The GFATM HIV Round 8 was implemented in 2 phases. Phase I was implemented from January 2010 to December 2011 and Phase II started in January 2012 and ended on the 31st of December 2013. In the HIV Round 8 grant, the United Nations Population Development Fund (UNDP) was the principal recipient (PR) and NAC was a sub-recipient (SR). NAC had six sub-sub recipients (SSRs) and ten implementing partners (IPs). To improve the efficiency and effectiveness of the IPs and SSRs they were issued with vehicles and all received Toyota Hilux Double Cab 2.5 TDI trucks. In total, 20 vehicles were allocated when the grant started in 2010. The vehicles were issued through the PR accompanied by a Memorandum of Understanding (MOU), "memorandum of acceptance of temporary custody of UNDP property [vehicle]" [16].

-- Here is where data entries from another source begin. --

//! Strongly-typed identifier value objects.

use serde::{Deserialize, Serialize};
use std::fmt;
use std::str::FromStr;
use uuid::Uuid;

/// Unique identifier for one live relay connection.
///
/// Generated server-side when the transport opens and carried by the
/// connection's own task for its whole lifetime. Never reused.
#[derive(Debug, Clone, Copy, PartialEq, Eq, Hash, Serialize, Deserialize)]
#[serde(transparent)]
pub struct ConnectionId(Uuid);

impl ConnectionId {
    /// Creates a new random ConnectionId.
    pub fn new() -> Self {
        Self(Uuid::new_v4())
    }

    /// Creates a ConnectionId from an existing UUID.
    pub fn from_uuid(uuid: Uuid) -> Self {
        Self(uuid)
    }

    /// Returns the inner UUID.
    pub fn as_uuid(&self) -> &Uuid {
        &self.0
    }
}

impl Default for ConnectionId {
    fn default() -> Self {
        Self::new()
    }
}

impl fmt::Display for ConnectionId {
    fn fmt(&self, f: &mut fmt::Formatter<'_>) -> fmt::Result {
        write!(f, "{}", self.0)
    }
}

impl FromStr for ConnectionId {
    type Err = uuid::Error;

    fn from_str(s: &str) -> Result<Self, Self::Err> {
        Ok(Self(Uuid::parse_str(s)?))
    }
}
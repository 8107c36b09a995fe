//! SceneStatus enum carried on status messages.

use serde::{Deserialize, Serialize};

/// Load state of a scene as reported on the wire.
#[derive(Debug, Clone, Copy, PartialEq, Eq, Hash, Serialize, Deserialize)]
#[serde(rename_all = "lowercase")]
pub enum SceneStatus {
    Loading,
    Ready,
    Error,
}

#[cfg(test)]
mod tests {
    use super::*;

    #[test]
    fn serializes_lowercase() {
        assert_eq!(serde_json::to_string(&SceneStatus::Ready).unwrap(), "\"ready\"");
        assert_eq!(
            serde_json::from_str::<SceneStatus>("\"loading\"").unwrap(),
            SceneStatus::Loading
        );
        assert!(serde_json::from_str::<SceneStatus>("\"READY\"").is_err());
    }
}
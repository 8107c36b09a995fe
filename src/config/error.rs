//! Configuration error types

use thiserror::Error;

/// Errors that can occur during configuration loading
#[derive(Debug, Error)]
pub enum ConfigError {
    #[error("Configuration loading failed: {0}")]
    LoadError(#[from] config::ConfigError),

    #[error("Validation failed: {0}")]
    ValidationFailed(#[from] ValidationError),
}

/// Errors that can occur during configuration validation
#[derive(Debug, Clone, PartialEq, Eq, Error)]
pub enum ValidationError {
    #[error("Invalid port number")]
    InvalidPort,

    #[error("HTTP and WebSocket listeners cannot share port {0}")]
    PortConflict(u16),

    #[error("Invalid bind address: {0}")]
    InvalidBindAddress(String),

    #[error("Invalid CORS origin: {0}")]
    InvalidOrigin(String),

    #[error("Wildcard CORS origin cannot be combined with credentials")]
    WildcardOrigin,

    #[error("Relay event queue capacity must be greater than zero")]
    InvalidQueueCapacity,
}
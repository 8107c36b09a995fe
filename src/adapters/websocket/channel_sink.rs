//! Channel-backed message sink.
//!
//! Every WebSocket connection gets an unbounded channel. The relay hub
//! pushes frames into the sending half; the connection's writer task drains
//! the receiving half into the socket. Once the writer stops, the receiver
//! is dropped and further deliveries report `Closed`.

use tokio::sync::mpsc;

use crate::domain::relay::Frame;
use crate::ports::{DeliveryError, MessageSink};

/// Sending half of a connection's outbound queue.
#[derive(Debug, Clone)]
pub struct ChannelSink {
    tx: mpsc::UnboundedSender<Frame>,
}

impl ChannelSink {
    /// Create a sink together with the receiver its writer task drains.
    pub fn pair() -> (Self, mpsc::UnboundedReceiver<Frame>) {
        let (tx, rx) = mpsc::unbounded_channel();
        (Self { tx }, rx)
    }

    /// Returns true once the receiving side has been dropped.
    pub fn is_closed(&self) -> bool {
        self.tx.is_closed()
    }
}

impl MessageSink for ChannelSink {
    fn deliver(&self, frame: Frame) -> Result<(), DeliveryError> {
        self.tx.send(frame).map_err(|_| DeliveryError::Closed)
    }
}
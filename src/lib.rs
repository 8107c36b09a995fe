//! Scene Relay - real-time scene coordination for a generative-art installation
//!
//! Control panels select which scene is shown; display screens render it. This
//! crate relays scene changes, status queries and control input between the two
//! over WebSocket, and keeps the session's current scene.

pub mod adapters;
pub mod application;
pub mod config;
pub mod domain;
pub mod ports;
pub mod server;
use super::{Limits, RedisError, RedisResult};
use std::net::SocketAddr;
use std::str::FromStr;

#[derive(Debug, Clone)]
pub struct Config {
    pub bind: String,
    pub port: u16,
    pub limits: Limits,
    pub log_level: String,
}

impl Default for Config {
    fn default() -> Self {
        Self {
            bind: "127.0.0.1".into(),
            port: 6379,
            limits: Limits::default(),
            log_level: "info".into(),
        }
    }
}

impl Config {
    pub fn new(args: Vec<String>) -> RedisResult<Self> {
        let default = Self::default();
        let limits = Limits {
            max_depth: parse_arg(&args, "--max-depth")?.unwrap_or(default.limits.max_depth),
            max_bulk_len: parse_arg(&args, "--max-bulk-len")?
                .unwrap_or(default.limits.max_bulk_len),
            max_line_len: parse_arg(&args, "--max-line-len")?
                .unwrap_or(default.limits.max_line_len),
        };

        Ok(Self {
            bind: get_arg(&args, "--bind").unwrap_or(default.bind),
            port: parse_arg(&args, "--port")?.unwrap_or(default.port),
            limits,
            log_level: get_arg(&args, "--log-level").unwrap_or(default.log_level),
        })
    }

    pub fn addr(&self) -> RedisResult<SocketAddr> {
        format!("{}:{}", self.bind, self.port)
            .parse()
            .map_err(|e| invalid_arg("--bind", &self.bind, e))
    }
}

fn get_arg(args: &[String], opt: &str) -> Option<String> {
    args.iter()
        .position(|v| v.as_str() == opt)
        .and_then(|pos| args.get(pos + 1).cloned())
}

fn parse_arg<T>(args: &[String], opt: &str) -> RedisResult<Option<T>>
where
    T: FromStr,
    T::Err: std::fmt::Display,
{
    get_arg(args, opt)
        .map(|v| v.parse().map_err(|e| invalid_arg(opt, &v, e)))
        .transpose()
}

fn invalid_arg(opt: &str, val: &str, err: impl std::fmt::Display) -> RedisError {
    RedisError::InvalidArg(format!("{val:?} for {opt}: {err}"))
}
use super::{Resp, TERM};
use crate::{RedisError, RedisResult};
use bytes::{BufMut, BytesMut};

impl Resp {
    pub fn encode(&self) -> RedisResult<Vec<u8>> {
        let mut buf = BytesMut::new();
        self.encode_into(&mut buf)?;
        Ok(buf.to_vec())
    }

    /// Appends the encoded frame to `buf`. On error `buf` is left as it was.
    pub fn encode_into(&self, buf: &mut BytesMut) -> RedisResult<()> {
        self.validate()?;
        self.write(buf);
        Ok(())
    }

    fn validate(&self) -> RedisResult<()> {
        match self {
            Self::SS(val) | Self::SE(val) => {
                if val.bytes().any(|b| b == b'\r' || b == b'\n') {
                    return Err(RedisError::InvalidPayload);
                }
                Ok(())
            }
            Self::A(Some(els)) => els.iter().try_for_each(Self::validate),
            _ => Ok(()),
        }
    }

    fn write(&self, buf: &mut BytesMut) {
        buf.put_u8(self.tag().into());

        match self {
            Self::SS(val) | Self::SE(val) => {
                buf.put_slice(val.as_bytes());
                buf.put_slice(TERM);
            }
            Self::Int(val) => write_line(buf, *val),
            Self::BS(None) | Self::A(None) => write_line(buf, -1),
            Self::BS(Some(val)) => {
                write_line(buf, val.len());
                buf.put_slice(val);
                buf.put_slice(TERM);
            }
            Self::A(Some(els)) => {
                write_line(buf, els.len());
                for el in els {
                    el.write(buf);
                }
            }
        }
    }
}

fn write_line(buf: &mut BytesMut, val: impl std::fmt::Display) {
    buf.put_slice(format!("{val}").as_bytes());
    buf.put_slice(TERM);
}
mod decode;
mod encode;

use super::{RedisError, RedisResult};
use bytes::Bytes;
use std::fmt;

pub use decode::Limits;

const TERM: &[u8] = b"\r\n";

#[derive(Debug, Clone, PartialEq, Eq)]
pub enum Resp {
    /// SimpleString
    SS(String),
    /// SimpleError
    SE(String),
    /// Integer
    Int(i64),
    /// BulkString, `None` is the null bulk string
    BS(Option<Bytes>),
    /// Array, `None` is the null array
    A(Option<Vec<Resp>>),
}

/// The leading byte of every frame.
#[derive(Debug, Clone, Copy, PartialEq, Eq)]
#[repr(u8)]
pub enum Tag {
    SimpleString = b'+',
    Error = b'-',
    Integer = b':',
    BulkString = b'$',
    Array = b'*',
}

impl TryFrom<u8> for Tag {
    type Error = RedisError;

    fn try_from(byte: u8) -> RedisResult<Self> {
        match byte {
            b'+' => Ok(Tag::SimpleString),
            b'-' => Ok(Tag::Error),
            b':' => Ok(Tag::Integer),
            b'$' => Ok(Tag::BulkString),
            b'*' => Ok(Tag::Array),
            _ => Err(RedisError::UnknownType(byte)),
        }
    }
}

impl From<Tag> for u8 {
    fn from(tag: Tag) -> Self {
        tag as u8
    }
}

impl Resp {
    pub fn simple(val: impl Into<String>) -> Self {
        Self::SS(val.into())
    }

    pub fn error(val: impl Into<String>) -> Self {
        Self::SE(val.into())
    }

    pub fn int(val: i64) -> Self {
        Self::Int(val)
    }

    pub fn bulk(val: impl Into<Bytes>) -> Self {
        Self::BS(Some(val.into()))
    }

    pub fn null_bulk() -> Self {
        Self::BS(None)
    }

    pub fn array(els: Vec<Resp>) -> Self {
        Self::A(Some(els))
    }

    pub fn null_array() -> Self {
        Self::A(None)
    }

    pub fn tag(&self) -> Tag {
        match self {
            Self::SS(_) => Tag::SimpleString,
            Self::SE(_) => Tag::Error,
            Self::Int(_) => Tag::Integer,
            Self::BS(_) => Tag::BulkString,
            Self::A(_) => Tag::Array,
        }
    }

    pub fn is_null(&self) -> bool {
        matches!(self, Self::BS(None) | Self::A(None))
    }
}

impl fmt::Display for Resp {
    fn fmt(&self, f: &mut fmt::Formatter<'_>) -> fmt::Result {
        match self {
            Self::SS(val) => write!(f, "{val}"),
            Self::SE(val) => write!(f, "(error) {val}"),
            Self::Int(val) => write!(f, "{val}"),
            Self::BS(Some(val)) => write!(f, "{}", String::from_utf8_lossy(val)),
            Self::BS(None) | Self::A(None) => write!(f, "(nil)"),
            Self::A(Some(els)) => {
                let els = els
                    .iter()
                    .map(|el| format!("{el}"))
                    .collect::<Vec<String>>()
                    .join(", ");
                write!(f, "[{els}]")
            }
        }
    }
}

impl From<Vec<String>> for Resp {
    fn from(args: Vec<String>) -> Self {
        Self::array(args.into_iter().map(Self::bulk).collect())
    }
}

During a SSRs and IPs review meeting for quarter 14 held in September 2013, several reports on mismanagement of vehicles were raised. A report on a vehicle from one IP which had broken down due to clutch plate damage was made. A quotation to repair the vehicle from Toyota, Zimbabwe, was around 12,000 USD. The vehicle mileage was close to 200,000 km while other vehicles which started operating at the same time had mileages less than 50,000 km. A vehicle from another IP from Mashonaland West Province was reported to be attached to messenger of court in Chinhoyi due to debt. Another IP from Masvingo Province was yet to send their accident damaged vehicle for repair. During the same meeting the NAC internal audit reported; five vehicles with incompletely filled log sheets, vehicles with unsanctioned trips, three vehicles seen travelling for unofficial business during weekends and after working hours, vehicles failing to pass police roadblocks and tollgates due to absence of necessary licenses and registration. The NAC management and the PR strongly felt that they could be transport mismanagement by the SSRs and IPs. We were then prompted to assess the transport management systems of the SSRs and IPs in line with the expectations of the MOU.

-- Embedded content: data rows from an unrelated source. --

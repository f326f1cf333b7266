use super::{RedisError, RedisResult};

pub(crate) fn stringify(buf: &[u8]) -> RedisResult<&str> {
    std::str::from_utf8(buf).map_err(RedisError::from)
}

/// Strict signed decimal: an optional `-` followed by one or more ASCII digits.
pub(crate) fn parse_decimal(buf: &[u8]) -> Option<i64> {
    let digits = buf.strip_prefix(b"-").unwrap_or(buf);
    if digits.is_empty() || !digits.iter().all(u8::is_ascii_digit) {
        return None;
    }
    std::str::from_utf8(buf).ok()?.parse().ok()
}

pub(crate) fn parse_int(buf: &[u8]) -> RedisResult<i64> {
    parse_decimal(buf).ok_or_else(|| RedisError::MalformedInteger(lossy(buf)))
}

/// Length of a bulk string or array; `None` for the `-1` sentinel.
pub(crate) fn parse_len(buf: &[u8]) -> RedisResult<Option<usize>> {
    match parse_decimal(buf) {
        Some(-1) => Ok(None),
        Some(n) => usize::try_from(n)
            .map(Some)
            .map_err(|_| RedisError::MalformedLength(lossy(buf))),
        None => Err(RedisError::MalformedLength(lossy(buf))),
    }
}

fn lossy(buf: &[u8]) -> String {
    String::from_utf8_lossy(buf).into_owned()
}

#[cfg(test)]
mod tests {
    use super::*;

    #[test]
    fn it_parses_decimal() {
        assert_eq!(parse_decimal(b"0"), Some(0));
        assert_eq!(parse_decimal(b"123"), Some(123));
        assert_eq!(parse_decimal(b"-123"), Some(-123));
        assert_eq!(parse_decimal(b"-9223372036854775808"), Some(i64::MIN));
        assert_eq!(parse_decimal(b""), None);
        assert_eq!(parse_decimal(b"-"), None);
        assert_eq!(parse_decimal(b"+1"), None);
        assert_eq!(parse_decimal(b" 1"), None);
        assert_eq!(parse_decimal(b"1a"), None);
        assert_eq!(parse_decimal(b"99999999999999999999"), None);
    }

    #[test]
    fn it_parses_len() {
        assert_eq!(parse_len(b"-1").unwrap(), None);
        assert_eq!(parse_len(b"0").unwrap(), Some(0));
        assert_eq!(parse_len(b"11").unwrap(), Some(11));
        assert!(matches!(
            parse_len(b"-2"),
            Err(RedisError::MalformedLength(v)) if v == "-2"
        ));
        assert!(matches!(
            parse_len(b"abc"),
            Err(RedisError::MalformedLength(v)) if v == "abc"
        ));
    }

    #[test]
    fn it_parses_int() {
        assert_eq!(parse_int(b"-123").unwrap(), -123);
        assert!(matches!(parse_int(b"12x"), Err(RedisError::MalformedInteger(_))));
    }
}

We conducted a descriptive cross-sectional study. The study participants were the program managers, finance and administrative managers, drivers and other personnel involved in transport management. Data were collected using an interviewer-administered questionnaire with questions to assess the organisation transport management systems and policies. Inspections using a checklist were used to assess the motor vehicles. Data collecting tools were pre-tested using managers and drivers based in Harare at NAC headquarters and Harare Province NAC office. The data collection tools were then adjusted according to appropriateness, timing, interpretation, sequence and wording of questions. The data were analysed with Epi Info 3.5.1 using descriptive statistics. The permission to conduct the study was sought from the Ministry of Health and Child Care (MoHCC), Health Studies Office; chief executive officer for the National AIDS Council and the management of the visited IPs and SSRs. Consent was obtained from every participant prior to entry into the study. No names were written on the data collection tools. Confidentiality was assured and maintained.

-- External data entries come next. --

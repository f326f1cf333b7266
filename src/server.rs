use super::{connection::Connection, Config, Limits, RedisResult};
use std::net::SocketAddr;
use std::time::Duration;
use tokio::net::TcpListener;
use tracing::{error, info, warn};

const INITIAL_ACCEPT_DELAY: Duration = Duration::from_millis(10);
const MAX_ACCEPT_DELAY: Duration = Duration::from_secs(1);

/// Delay before the next `accept` after a failure, doubling up to a cap.
fn next_delay(delay: Duration) -> Duration {
    (delay * 2).min(MAX_ACCEPT_DELAY)
}

#[derive(Debug)]
pub struct Server {
    listener: TcpListener,
    limits: Limits,
}

impl Server {
    pub async fn bind(config: &Config) -> RedisResult<Self> {
        let listener = TcpListener::bind(config.addr()?).await?;
        Ok(Self {
            listener,
            limits: config.limits,
        })
    }

    pub fn local_addr(&self) -> RedisResult<SocketAddr> {
        Ok(self.listener.local_addr()?)
    }

    /// Accepts connections forever, serving each one on its own task.
    pub async fn run(self) -> RedisResult<()> {
        info!(addr = %self.local_addr()?, "listening");

        let mut delay = INITIAL_ACCEPT_DELAY;
        loop {
            let (stream, peer) = match self.listener.accept().await {
                Ok(accepted) => {
                    delay = INITIAL_ACCEPT_DELAY;
                    accepted
                }
                Err(err) => {
                    // Errors like EMFILE persist, so back off instead of spinning.
                    warn!(error = %err, retry_in = ?delay, "failed to accept connection");
                    tokio::time::sleep(delay).await;
                    delay = next_delay(delay);
                    continue;
                }
            };
            info!(%peer, "client connected");

            let conn = Connection::new(stream, peer, self.limits);
            tokio::spawn(async move {
                if let Err(err) = conn.start_streaming().await {
                    error!(%peer, error = %err, "connection failed");
                }
            });
        }
    }
}

#[cfg(test)]
mod tests {
    use super::*;
    use crate::Resp;
    use tokio::io::{AsyncReadExt, AsyncWriteExt, BufReader};
    use tokio::net::TcpStream;

    async fn start(config: Config) -> SocketAddr {
        let server = Server::bind(&config).await.unwrap();
        let addr = server.local_addr().unwrap();
        tokio::spawn(server.run());
        addr
    }

    fn config() -> Config {
        Config {
            port: 0,
            ..Config::default()
        }
    }

    #[test]
    fn it_backs_off_exponentially() {
        let mut delay = INITIAL_ACCEPT_DELAY;
        let mut delays = vec![];
        for _ in 0..9 {
            delays.push(delay.as_millis());
            delay = next_delay(delay);
        }
        assert_eq!(delays, [10, 20, 40, 80, 160, 320, 640, 1000, 1000]);
    }

    #[tokio::test]
    async fn it_answers_ping_and_echo() {
        let addr = start(config()).await;
        let stream = TcpStream::connect(addr).await.unwrap();
        let (reader, mut writer) = stream.into_split();
        let mut reader = BufReader::new(reader);

        let requests = [
            (Resp::from(vec!["PING".to_string()]), Resp::simple("PONG")),
            (
                Resp::from(vec!["echo".to_string(), "hello world".to_string()]),
                Resp::bulk("hello world"),
            ),
            (
                Resp::from(vec!["ECHO".to_string()]),
                Resp::error("ERR wrong number of arguments for 'echo' command: need 1, got 0"),
            ),
            (
                Resp::from(vec!["GET".to_string(), "foo".to_string()]),
                Resp::error("ERR unknown command 'get'"),
            ),
        ];

        for (request, expected) in requests {
            writer.write_all(&request.encode().unwrap()).await.unwrap();
            let reply = Resp::decode_async(&mut reader).await.unwrap();
            assert_eq!(reply, expected);
        }
    }

    #[tokio::test]
    async fn it_handles_back_to_back_requests() {
        let addr = start(config()).await;
        let mut stream = TcpStream::connect(addr).await.unwrap();

        stream
            .write_all(b"*1\r\n$4\r\nPING\r\n*2\r\n$4\r\nECHO\r\n$2\r\nhi\r\n")
            .await
            .unwrap();

        let mut reader = BufReader::new(stream);
        assert_eq!(
            Resp::decode_async(&mut reader).await.unwrap(),
            Resp::simple("PONG")
        );
        assert_eq!(
            Resp::decode_async(&mut reader).await.unwrap(),
            Resp::bulk("hi")
        );
    }

    #[tokio::test]
    async fn it_closes_on_protocol_error() {
        let addr = start(config()).await;
        let mut stream = TcpStream::connect(addr).await.unwrap();

        stream.write_all(b"X\r\n").await.unwrap();

        let mut buf = vec![];
        stream.read_to_end(&mut buf).await.unwrap();
        assert_eq!(buf, b"-ERR Protocol error: unknown type tag 'X'\r\n");
    }
}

Ten organisations, seven IPs and three SSRs were visited during the assessment. From each organisation, an individual with either management or administrative role who understood the transport management system, policies and practices of the organisation was interviewed. Out of the ten participants; four were programme managers, four were finance and administrative managers and the other two belonged to other professions. Six were males and four were females and the median age in years was 44 interquartile range (IQR) (35-48). The median duration in service in years was 7 IQR (4-8).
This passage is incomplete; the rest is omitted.